St Thérèse of Lisieux and Lectio

I have just come back from a 5 day pilgrimage with young people from our parish. We went to Normandy to see the D-day landing beaches, to Lisieux to visit St Thérèse’s home town, and to Paris where we ended up locked inside Sacré Coeur for a night of Adoration. Besides the joy of being with young people, for many of whom the highlights were the time of adoration and the talk given by a radiant young nun, it gave me a chance to rediscover the spirituality of St Thérèse of the Child Jesus and the Holy Face. Rarely in the history of the Church has there been a superstar quite like St Thérèse. She became a nun aged 15 and died of tuberculosis in 1897 at the young age of 24. Her parents Louis and Zélie were both canonised in 2015, and her sister Léonie’s case for sainthood is under review. Her three other sisters were Carmelites in the same convent where she spent her short period of religious life. In 1997, she was made a doctor of the church by Pope St John Paul II.
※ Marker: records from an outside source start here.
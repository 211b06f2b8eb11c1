//! Periodic tick source using ESP-IDF's esp_timer API.
//!
//! Arms one periodic timer whose callback increments a [`TickCounter`].
//! On simulation targets a background thread sleeps for the period and
//! does the same, so the foreground loop is identical on both.
//!
//! Timer callbacks execute in the ESP timer task context (not ISR); the
//! callback only touches the counter's atomic.

use crate::tick::TickCounter;

#[cfg(target_os = "espidf")]
use esp_idf_svc::sys::*;

use log::info;

/// Running tick source.  Stops when dropped.
pub struct TickTimer {
    #[cfg(target_os = "espidf")]
    handle: esp_timer_handle_t,

    #[cfg(not(target_os = "espidf"))]
    stop: std::sync::Arc<std::sync::atomic::AtomicBool>,
    #[cfg(not(target_os = "espidf"))]
    thread: Option<std::thread::JoinHandle<()>>,
}

#[cfg(target_os = "espidf")]
unsafe extern "C" fn tick_cb(arg: *mut core::ffi::c_void) {
    // SAFETY: `arg` is the `&'static TickCounter` passed to `start`.
    let counter = unsafe { &*(arg as *const TickCounter) };
    counter.on_tick();
}

/// Start a periodic tick every `period_ms` milliseconds.
#[cfg(target_os = "espidf")]
pub fn start(counter: &'static TickCounter, period_ms: u32) -> crate::error::Result<TickTimer> {
    let args = esp_timer_create_args_t {
        callback: Some(tick_cb),
        arg: counter as *const TickCounter as *mut core::ffi::c_void,
        dispatch_method: esp_timer_dispatch_t_ESP_TIMER_TASK,
        name: b"tick\0".as_ptr() as *const _,
        // Missed periods are still delivered so no tick is lost.
        skip_unhandled_events: false,
    };
    let mut handle: esp_timer_handle_t = core::ptr::null_mut();

    // SAFETY: args outlives the call; the callback argument is 'static.
    let ret = unsafe { esp_timer_create(&args, &mut handle) };
    if ret != ESP_OK {
        log::error!("hw_timer: create failed (rc={})", ret);
        return Err(crate::error::Error::Init("tick timer create"));
    }
    // SAFETY: handle was just created.
    let ret = unsafe { esp_timer_start_periodic(handle, u64::from(period_ms) * 1000) };
    if ret != ESP_OK {
        log::error!("hw_timer: start failed (rc={})", ret);
        // SAFETY: handle is valid and not running.
        unsafe { esp_timer_delete(handle) };
        return Err(crate::error::Error::Init("tick timer start"));
    }

    info!("hw_timer: tick every {} ms", period_ms);
    Ok(TickTimer { handle })
}

#[cfg(target_os = "espidf")]
impl Drop for TickTimer {
    fn drop(&mut self) {
        // SAFETY: handle is valid for the lifetime of TickTimer.
        unsafe {
            esp_timer_stop(self.handle);
            esp_timer_delete(self.handle);
        }
    }
}

/// Start a periodic tick every `period_ms` milliseconds.
#[cfg(not(target_os = "espidf"))]
pub fn start(counter: &'static TickCounter, period_ms: u32) -> crate::error::Result<TickTimer> {
    use std::sync::Arc;
    use std::sync::atomic::{AtomicBool, Ordering};
    use std::time::Duration;

    let stop = Arc::new(AtomicBool::new(false));
    let flag = Arc::clone(&stop);
    let period = Duration::from_millis(u64::from(period_ms.max(1)));

    let thread = std::thread::Builder::new()
        .name("tick".into())
        .spawn(move || {
            while !flag.load(Ordering::Acquire) {
                std::thread::sleep(period);
                counter.on_tick();
            }
        })
        .map_err(|_| crate::error::Error::Init("tick thread spawn"))?;

    info!("hw_timer(sim): tick every {} ms", period_ms);
    Ok(TickTimer {
        stop,
        thread: Some(thread),
    })
}

#[cfg(not(target_os = "espidf"))]
impl Drop for TickTimer {
    fn drop(&mut self) {
        self.stop
            .store(true, std::sync::atomic::Ordering::Release);
        if let Some(t) = self.thread.take() {
            let _ = t.join();
        }
    }
}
So the question I asked myself on our pilgrimage was how did this young nun obtain the highest theological recognition which the Church can bestow on anyone and what can she say to us today? To put this in context there are only 36 doctors of the church, and only 4 of those are women. She had no theological training. Her writings consist of three autobiographical manuscripts and a corpus of letters. The clue for me was a comment by Bishop Guy Gaucher, the authority on St Thérèse, who tells us that there are over 1,000 references to the Scriptures in her writings. Thérèse never had access to a Bible – incredible when you think how commonplace it is today – but she was avid in collecting scriptural references. She had a bound copy of the Gospels which she carried round with her, and when her sister Céline joined the convent a few years after Thérèse, she brought with her some hand copied quotes from the Old Testament. Thérèse had a copy of the “Imitation of Christ” from which she gleaned various references and of course there was the liturgy of the office and the mass which fed her too.IMG_2140

Which brings me to the topic of St Thérèse and lectio. Sometimes we hear it said that Vatican II and the decree Dei Verbum was when the Catholic Church re-engaged with the Bible. This may be true at an institutional level but St Thérèse shows that there is a deep tradition of Catholic engagement with the Bible. St Thérèse lived her entire life fed by the Word of God. As Pope St John Paul wrote “her doctrine is a confession of faith, a testimony to the mystery of the Christian life and a route that all people can follow to sanctity.” Thérèse would listen to a passage of scripture, chew it over, pray about it, and then apply it to her life. She so deeply trusted the word of God that she lived in faith by some of the most difficult passages which most of us would find hard. One of her favourite passages was from Job “I would trust the Lord even if he were to kill me”. She meditated deeply on the meaning of the Mystical Body of Christ and through Paul’s letter to the Corinthians famously discovered her vocation of love. She is indeed a perfect example of the practice of lectio divina learning to live her life in harmony with the Word of God. Thérèse democratised the spiritual life for millions of people. Her writings showed that all is possible if we have the attitude of a child towards our loving God. There is barely a Catholic church without a statue of St Thérèse holding the roses which she promised she would shower on people when she was “spending her heaven doing good on the earth.” We could do worse than ask for her prayers on us and our community to be devoted to the Word of God, and an example of love in the body of the Church.